For couples planning 2026–2027 trips, the smartest move is to treat the Forbes Travel Guide 2026 star awards as both a filter and a starting point. Begin with the FTG list of star hotels and properties in your preferred region, then look closely at how each hotel, resort or cruise ship interprets luxury in practice. Some award winners lean into urban energy with destination restaurants and high profile spas, while others focus on quiet villas, long views and a slower rhythm of travel.

The expanded coverage of ocean cruises and spas ocean experiences means you can now compare a star cruise itinerary with a land based stay in a mandarin oriental or ritz carlton using the same rating system. If you are torn between a week on a luxury cruise ship and a stay at the Carlton Reserve in Boca Raton, the FTG global rating and narrative reviews help you weigh service, privacy and value on equal terms. For more nuanced planning, pair the guide with curated advice on how to elevate your journey with luxury hotel packages online, then cross check which packages are offered by current FTG star awards properties.

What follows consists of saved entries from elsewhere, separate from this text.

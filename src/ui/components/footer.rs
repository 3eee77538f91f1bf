use ratatui::{
    layout::Rect,
    prelude::*,
    style::{Modifier, Style},
    widgets::{Block, BorderType, Borders, Paragraph},
    Frame,
};

use crate::app::state::{App, LogLevel};

pub fn render_footer(frame: &mut Frame<'_>, area: Rect, app: &mut App) {
    let now = std::time::Instant::now();
    app.logs
        .retain(|l| now.duration_since(l.created_at) < std::time::Duration::from_secs(3));

    let p = app.theme.palette();
    let key = |label: &'static str, color: Color| {
        Span::styled(label, Style::default().fg(color).add_modifier(Modifier::BOLD))
    };
    let hint = |label: &'static str| Span::styled(label, Style::default().fg(p.muted));

    let mut second_line: Vec<Span> = vec![
        hint("Actions "),
        key("Enter Open", p.primary),
        Span::raw("  "),
        key("I Install", p.success),
        Span::raw("  "),
        key("R Refresh", p.primary),
        Span::raw("  "),
        key("S Sign in", p.text),
        Span::raw("  "),
        key("X Sign out", p.warning),
        Span::styled("   |   ", Style::default().fg(p.panel)),
        Span::styled(
            format!(
                "visible:{} total:{} [{}]",
                app.filtered_indices.len(),
                app.catalog.len(),
                app.platform.label()
            ),
            Style::default().fg(p.muted),
        ),
    ];

    for l in &app.logs {
        let color = match l.level {
            LogLevel::Success => p.success,
            LogLevel::Error => p.warning,
            LogLevel::Info => p.primary,
        };
        second_line.push(Span::raw("  "));
        second_line.push(Span::styled(l.message.clone(), Style::default().fg(color)));
    }

    let footer_lines = vec![
        Line::from(vec![
            hint("Move "),
            key("↑/↓ j/k", p.text),
            hint("  Category "),
            key("←/→", p.text),
            hint("  Search "),
            key("/", p.primary),
            hint("  Theme "),
            key("T", p.text),
            hint("  Quit "),
            key("Q", p.text),
        ]),
        Line::from(second_line),
        Line::from(Span::styled(app.status.clone(), Style::default().fg(p.text))),
    ];
    let footer = Paragraph::new(footer_lines).block(
        Block::default()
            .title(" Command Bar ")
            .borders(Borders::ALL)
            .border_type(BorderType::Rounded)
            .border_style(Style::default().fg(p.panel)),
    );
    frame.render_widget(footer, area);
}
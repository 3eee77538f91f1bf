use ratatui::{
    layout::{Constraint, Direction, Layout},
    prelude::*,
    style::Style,
    widgets::{Block, BorderType, Borders, Paragraph},
    Frame,
};

use crate::app::state::App;
use crate::ui::components::{
    app_list::render_app_list,
    detail_panel::render_detail_panel,
    footer::render_footer,
    header::render_header,
    modal::{render_alert, render_login},
    tabs::render_category_tabs,
};

pub fn ui(frame: &mut Frame<'_>, app: &mut App) {
    let p = app.theme.palette();
    frame.render_widget(Block::default().style(Style::default().bg(p.bg)), frame.area());

    let vertical = Layout::default()
        .direction(Direction::Vertical)
        .constraints([
            Constraint::Length(3),
            Constraint::Length(3),
            Constraint::Length(3),
            Constraint::Min(10),
            Constraint::Length(5),
        ])
        .split(frame.area());

    render_header(frame, vertical[0], app);
    render_category_tabs(frame, vertical[1], app);

    let search_title = if app.search_mode {
        " Search mode (/): typing... Enter apply, Esc close "
    } else {
        " Search (/ to start, Esc clear) "
    };

    let search_text = if app.filter.query.is_empty() {
        "Type to filter by name, description, tags".to_string()
    } else {
        app.filter.query.clone()
    };
    let search = Paragraph::new(search_text)
        .block(
            Block::default()
                .title(search_title)
                .borders(Borders::ALL)
                .border_type(BorderType::Rounded)
                .border_style(Style::default().fg(if app.search_mode {
                    p.primary
                } else {
                    p.panel
                })),
        )
        .style(if app.search_mode {
            Style::default().fg(p.text)
        } else {
            Style::default().fg(p.muted)
        });

    frame.render_widget(search, vertical[2]);

    let body = Layout::default()
        .direction(Direction::Horizontal)
        .constraints([Constraint::Percentage(62), Constraint::Percentage(38)])
        .split(vertical[3]);

    render_app_list(frame, body[0], app);
    render_detail_panel(frame, body[1], app);

    render_footer(frame, vertical[4], app);

    if app.search_mode {
        let cursor_x = vertical[2].x + 1 + app.filter.query.chars().count() as u16;
        let cursor_y = vertical[2].y + 1;
        frame.set_cursor_position((cursor_x, cursor_y));
    }

    if let Some(form) = &app.login {
        render_login(frame, app, form);
    }

    if let Some(alert) = &app.alert {
        render_alert(frame, app, alert);
    }
}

One final layer to consider is sustainability and long term quality, especially as more luxury hotels compete for a place in the Forbes Travel list. When you see a hotel or resort climbing the rating ladder, ask how it treats its buildings, its staff and its surroundings, and whether its system luxury approach aligns with your values. Thoughtful analyses such as this piece on why the greenest luxury hotel is often the one you do not demolish can sit alongside the Forbes Travel Guide 2026 star awards as a second guide, helping you choose not just the best rated properties, but the ones that will still feel like true luxury destinations a decade from now.